TENDERLOGUE: JONATHAN HIRSCH

(Photo Courtesy of Julie Michelle @ iliveheresf.com)

DEAR MS. TENDERLOIN

Dear Ms. Tenderloin

Monday morning.

The sun hasn’t

Shone in my window

In a week.

The other night there was a flash of light,

Then an explosion on O’Farrell Street…

Later gunshots

This is not

A social commentary.

Dear Ms. Tenderloin

Drinking a bottle of Andre

On a Saturday night

When a fire broke out

In front of the bar

With the password

And the dress code

I went out there in my sweatpants

And a to-go cup

Just as the firefighters were

Winding their hoses up

And all the suits

On the manicured corner

Of Jones Street

Looked like they were

Trying to avoid the gaze of a ghost

As they stood outside the bar

Puffing their cigarettes

Into the cheap air

Fixated on some arbitrary point

In the distance

Like trained performers

Did we smile together there? It felt like old times.

Dear Ms. Tenderloin

I thought you were mine

But last night I saw you dancing

With cocaine in the doorway

Of the Lincoln Hotel

His powdery lips bunched up against yours

His vim in your bloodstream

Like sperm swimming upstream

Can you hear me when I talk to you like this?

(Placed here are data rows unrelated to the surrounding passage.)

//! Test doubles and wiring helpers shared by the cross-crate scenarios.
//!
//! Nothing here touches the OS. Scenario tests under `tests/` build a
//! [`GuardHarness`], drive the controller, and assert on what the recording
//! doubles saw.

mod recording;

pub use recording::{RecordedCall, RecordingActionRepository, RecordingNotifier};

use std::sync::Arc;

use mg_arming::{ArmController, ArmError, PowerSnapshot};
use mg_execution::SecurityActionExecutionEngine;
use mg_protection::{ProtectionPolicies, ResourceProtector};
use mg_schemas::{ArmingConfiguration, AuthOutcome, SecurityActionConfiguration};

/// A fully wired controller over recording doubles.
pub struct GuardHarness {
    pub controller: ArmController,
    pub engine: Arc<SecurityActionExecutionEngine>,
    pub protector: Arc<ResourceProtector>,
    pub repository: Arc<RecordingActionRepository>,
    pub notifier: Arc<RecordingNotifier>,
}

impl GuardHarness {
    /// Default protection policies.
    pub fn new(
        arming: ArmingConfiguration,
        actions: SecurityActionConfiguration,
        repository: RecordingActionRepository,
    ) -> Result<Self, ArmError> {
        Self::with_policies(arming, actions, repository, &ProtectionPolicies::default())
    }

    pub fn with_policies(
        arming: ArmingConfiguration,
        actions: SecurityActionConfiguration,
        repository: RecordingActionRepository,
        policies: &ProtectionPolicies,
    ) -> Result<Self, ArmError> {
        let repository = Arc::new(repository);
        let notifier = Arc::new(RecordingNotifier::new());
        let protector = Arc::new(ResourceProtector::new(policies));
        let engine = Arc::new(SecurityActionExecutionEngine::new(
            repository.clone(),
            Arc::clone(&protector),
        ));
        let controller = ArmController::new(arming, actions, engine.clone(), notifier.clone())?;
        Ok(Self {
            controller,
            engine,
            protector,
            repository,
            notifier,
        })
    }

    /// Disarmed → Armed with a connected adapter as the power baseline.
    pub async fn arm_on_power(&self) -> Result<(), ArmError> {
        self.controller.arm(AuthOutcome::Authenticated).await?;
        self.plug_in().await;
        Ok(())
    }

    pub async fn unplug(&self) {
        self.controller
            .handle_power_snapshot(&PowerSnapshot::now(false))
            .await;
    }

    pub async fn plug_in(&self) {
        self.controller
            .handle_power_snapshot(&PowerSnapshot::now(true))
            .await;
    }
}

/// `actions` in the given order, everything else default.
pub fn actions(list: &[mg_schemas::SecurityActionType]) -> SecurityActionConfiguration {
    SecurityActionConfiguration {
        enabled_actions: list.to_vec(),
        ..Default::default()
    }
}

Sometimes I think you can,

But it has been so long since I felt at home

In your arms.

I was younger, this is true

And I quickly became enamored

With everything about you

I spent my sunrises on your floors

Picking out a tune

That the neighbors on the other end

Of the air shaft sang along to

Sitting on their kitchen floor

And I walked out the front door

As you slowly came to

Your arms tattooed

With cross-town traffic.

Dear Ms. Tenderloin

I shoveled pizza into my face at 1:30 in the morning

I spun around on a smoke blanketed dance floor

Bright dresses, buttoned collars in the bomb shelters

Of backroom clubs

Made love to strangers

With the graceless ineptitude

Of a virgin

All to be nearer to you

I thought we had an understanding

And was so relieved to return to you

After getting hustled out of a twenty

For a bag of weed I never wanted

By a bus boy in Chinatown

Whose remaining teeth

Must have been erected on landfill

Before the big earthquake hit

And my lover and I sit

Leaning out on a ledge

Overlooking Shannon Alley

And I watched you slide your sad fingers

Up the shirt of an old girl

In a goodwill miniskirt

With embroidered pearls on it

And you gave her a panged relief

That was feverish and bittersweet

A covenant of madness

That made it easier for her

To spill her guts back out

Onto the street

And you sponged them up

Propelled by the heavy rain

They swirled down the drain

Into the bowels of your wide belly

Stop yourself if you’re thinking of telling

Me that everything and nothing is the same

I know this is true, but I’m not a tourist

And somehow still I am not a part of you.

Ms. Tenderloin

Perhaps you have endeavored to love us all equally

You are San Francisco’s statue of liberty…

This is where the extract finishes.